Sin apartarse del sistema, nos explica de igual manera la vuelta de Verlaine al cristianismo y hasta la génesis de sus libros. La prisión de Bruselas, con las clásicas meditaciones sobre la finalidad humana, sería la causa eficiente. Desde ese punto de vista concíbese la desconfianza que insinúa Lepelletier respecto a la sinceridad del arrepentimiento. Una contricción que, después de Sagesse, inspira los devaneos de Parrallélement, de Chansons pour elle y de Odes en son honneur, puede ser, en verdad, una peregrina fumistería. Pero semejante arrepentimiento que fuera sospechoso tratándose de un filósofo, admítese fácilmente en un poeta, cuya sinceridad, exclusivamente emocional, tiene la duración de un momento.
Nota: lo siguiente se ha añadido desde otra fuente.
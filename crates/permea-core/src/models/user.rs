//! User domain model.

use std::collections::BTreeMap;

use serde::{Deserialize, Serialize};

use super::access::Access;

/// A user, identified by email.
///
/// `groups` is a membership list (references by group name, fixed at
/// creation); `permissions` holds the user's own overrides, which take
/// precedence over both defaults and group rules during resolution.
#[derive(Debug, Clone, PartialEq, Eq, Serialize, Deserialize)]
pub struct User {
    pub email: String,
    #[serde(default)]
    pub groups: Vec<String>,
    #[serde(default)]
    pub permissions: BTreeMap<String, Access>,
}

impl User {
    pub fn new(email: impl Into<String>, groups: Vec<String>) -> Self {
        Self {
            email: email.into(),
            groups,
            permissions: BTreeMap::new(),
        }
    }
}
Sólo así se concibe que Verlaine, que no carecía de sentido moral, pudiese cantar hoy:


L'innocence m'entoure, et toi
       simplicité.
Mon coeur, par Jésus visité,
      manque de toi?



y mañana ver a su querida


Heureuse de savoir ma lèvre
ma main, mon tout, impénitents
de ces péchés qu'un fol s'en sèvre!



El origen del arrepentimiento que nos legó Sagesse y Parallélement, así como la línea central de esa vida, lo encontrará el lector en las admirables páginas, de Le Lys Rouge. Anatole France nos relata allí la vida de Choulette, un poeta que como   —105→   Verlaine tuvo un azaroso y paradojal, y al que, según mi entender, ha pintado un tanto extravagante acaso para que no resulte enteramente un retrato. Choulette, a cierta altura de su vida, que fue depravada e ingenua, decídese un día a reformar la tercera orden franciscana: «L'idée de cette oeuvre, madame, lui est venue d'une façon merveillieuse, un jour qu'il allait visiter Marie dans la rue où elle demeure derrière l'Hôtel Dieu, une rue toujours humide, aux maisons penchantes. Vous savez que Marie est la sainte et la martyre qui expie les pêchés du peuple (María era una pobre pecadora de suburbio que Choulette encontró cierta noche en una cantina, y a quien amó por su humildad). Il tira le pied de biche graissé, par deux siècles de visiteurs. Soit que la martyre se trouvât chez le marchand de vin où elle était familière, soit quelle fût occupée dans sa chambre, elle n'ouvrit pas. Choulette sonna longtemps, et si fort que le pied de biche avec le cordon lui resta dans la main. Habile a concevoir les symboles et a pénétrer le sens des choses, il comprit tout de suite que ce cordon ne s'était pas détaché sans la permission des puissances spirituelles. Il le medita. Le chanvre était couvert d'une crasse noire et gluante. Il s'en fit une ceinture et connut qu'il était choisi pour ramener a la pureté première le tiers ordre de Saint-François. Il renonça a la beauté des femmes, aux délices de la poésie, aux éclats de la gloire, et il étudia la vie et la doctrine du bienheureux. Cependant il a vendu a son éditeur un livre intitulé Les Blandices, qui renferme, dit-il, la description de toutes les sortes d'amours. Il se flatte de s'y être montré criminel avec quelque élégance. Mais loin de contrarier ses entreprises mystiques, ce livre les favorise en ce sens que, corrigé par un ouvrage ultérieur, il deviendra très honnête et exemplaire, et parce que d'or, il dit même «les ors», qu'il a reçus en paiement, et qu'on ne lui aurait pas donnés d'un écrit plus chaste, lui serviront à faire un pèlerinage à Assise».

Otra vez le objetan:

Vous avez la foi, monsieur Choulette. A quoi vous sert-elle si ce n'est à faire de beaux vers?

-A pêcher, madame.

-Oh! nous pêchons bien sans cela».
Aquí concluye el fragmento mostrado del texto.